A State or Territory may make alternative provisions for negotiation, arbitration, etc., if the Commonwealth Minister determines that they comply with various requirements about processes, 'the Pitjantjatjara criteria', etc. (Clause 41.)

'Machinery'

The 'recognised State/Territory body' for the purposes of determinations of native title, determinations of compensation, and decisions about permissible future acts may be existing bodies though some may need some modifications to comply with the requirements of the Bill. The Federal Court, of course, already exists though its Act is to be amended to provide for 'assessors' to assist. (Clause 76). Simplified processes are laid down for the court and tribunal.

Other new machinery include the National Native Title Tribunal, the Native Title Register, the Register of Native Title Claims and the National Native Title Register.

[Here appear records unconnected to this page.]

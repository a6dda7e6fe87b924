//! Lobby run configuration, loaded from JSON.

use std::fs;
use std::path::Path;
use std::str::FromStr;

use anyhow::{Context, Result, bail};
use lift_core::{FleetConfig, Floor, Request};
use serde::{Deserialize, Serialize};

/// Everything a lobby run needs.  Missing fields take their defaults.
///
/// ```json
/// {
///   "fleet": { "unit_count": 4, "timing": { "move_time_ms": 1000, "stop_time_ms": 1000 } },
///   "min_floor": 1,
///   "max_floor": 10,
///   "requests_per_period": 1,
///   "seed": 42
/// }
/// ```
#[derive(Debug, Clone, PartialEq, Serialize, Deserialize)]
#[serde(default)]
pub struct LobbyConfig {
    pub fleet:               FleetConfig,
    pub min_floor:           Floor,
    pub max_floor:           Floor,
    /// Random trips submitted every tick period.
    pub requests_per_period: u32,
    pub seed:                u64,
}

impl Default for LobbyConfig {
    fn default() -> Self {
        Self {
            fleet:               FleetConfig::default(),
            min_floor:           1,
            max_floor:           10,
            requests_per_period: 1,
            seed:                42,
        }
    }
}

impl LobbyConfig {
    pub fn load(path: &Path) -> Result<Self> {
        let text = fs::read_to_string(path)
            .with_context(|| format!("reading config {}", path.display()))?;
        serde_json::from_str(&text).with_context(|| format!("parsing config {}", path.display()))
    }

    pub fn validate(&self) -> Result<()> {
        if self.max_floor <= self.min_floor {
            bail!(
                "building needs at least two floors, got {}..={}",
                self.min_floor,
                self.max_floor
            );
        }
        self.fleet.validate()?;
        Ok(())
    }

    /// Reject trips that leave the building.
    pub fn check_trip(&self, request: &Request) -> Result<()> {
        let range = self.min_floor..=self.max_floor;
        for floor in [request.origin(), request.destination()] {
            if !range.contains(&floor) {
                bail!("floor {floor} outside {}..={}", self.min_floor, self.max_floor);
            }
        }
        Ok(())
    }
}

/// A `--trip ORIGIN:DESTINATION` argument.
#[derive(Debug, Clone, Copy, PartialEq, Eq)]
pub struct TripArg(pub Request);

impl FromStr for TripArg {
    type Err = String;

    fn from_str(s: &str) -> Result<Self, Self::Err> {
        let (origin, destination) = s
            .split_once(':')
            .ok_or_else(|| format!("expected ORIGIN:DESTINATION, got `{s}`"))?;
        let parse = |v: &str| v.trim().parse::<Floor>().map_err(|e| format!("bad floor `{v}`: {e}"));
        let request = Request::new(parse(origin)?, parse(destination)?).map_err(|e| e.to_string())?;
        Ok(TripArg(request))
    }
}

The Commonwealth Minister may determine that a body (existing or new) is a 'representative Aboriginal/Torres Strait Islander body for a specified area. Such a body's functions are to assist in the researching, preparation and making of claims for determinations of native title or for compensation for acts affecting native title; to assist in resolving disagreementss about such claims; and to assist, when requested, in negotiations. (Clause 193.) Such a body may apply to the Commonwealth Minister for legal or financial assistance. (Clause 194.)

A party (other than a Minister) to an inquiry by the NNTT or proceedings before the Federal Court may apply to the Attorney General for legal or financial assistance. (Clause 175.)

Confirmations

Subject to the Bill, a law of the Commonwealth, a State or Territory may confirm any existing ownership of natural resources by the Crown, or any existing right of the Crown to use, control and regulate the flow of water, or that any existing fishing access rights prevail over any other public or private fishing right. They may also confirm any existing public access to and enjoyment of waterways, bed and banks or foreshores of waterways, coastal waters, beaches or areas that were public places as at 31 December 1993; any such confirmation does not extinguish any of the native title rights and interests and does not affect any conferral of land or an interest in land under a law that confers benefits only on Aboriginal peoples or Torres Strait Islanders.

The Legislative Process

The Opposition have resolved to oppose the Native Title Bill. This makes its passage through the Senate dependent on the vote of Australian Democrat Senators, the two WA Green Senators and independent Senator Brian Harradine.

The Bill completed passage through the House of Representatives on 25 November. In the meantime the Opposition leader in the Senate, Senator Hill, proposed that it be referred to a Select Committee to report back by 1 February 1994. The WA Green Senators indicated that they'were inclined to support such a referral, and would decide their position on 6 December. Aboriginal groups and others expressed concern about the possible adverse effects of such a delay. One concern was the rush by the WA Government to complete passage of its own legislation.

On 25 November the Government and the Australian Democrat Senators agreed that the Bill should be referred, instead, to the Senate Standing Committee on Constitutional and Legal Affairs, to report back early in December. At the time of going to press, it is not clear whether the Bill will be enacted before the end of the year.

Information

One concern expressed by the WA Green Senators is that many Aboriginal people have no information about the Bill. However, various efforts are underway to explain it to Aboriginal people and Torres Strait Islanders. The Coalition of Aboriginal Organisations has produced a Plain English Guide which it is distributing. ATSIC is also undertaking an information campaign.

In the meantime, of course, Aboriginal and Torres Strait Islander organisations would like to see some improvements in the Bill and will be suggesting amendments to Senators.

Enactment of the Bill will, however, not end the matter. The Premier of Western Australia has promised to challenge the validity of the legislation. And a challenge to the validity of his own Act seems inevitable.

The end of uncertainty is not yet at hand.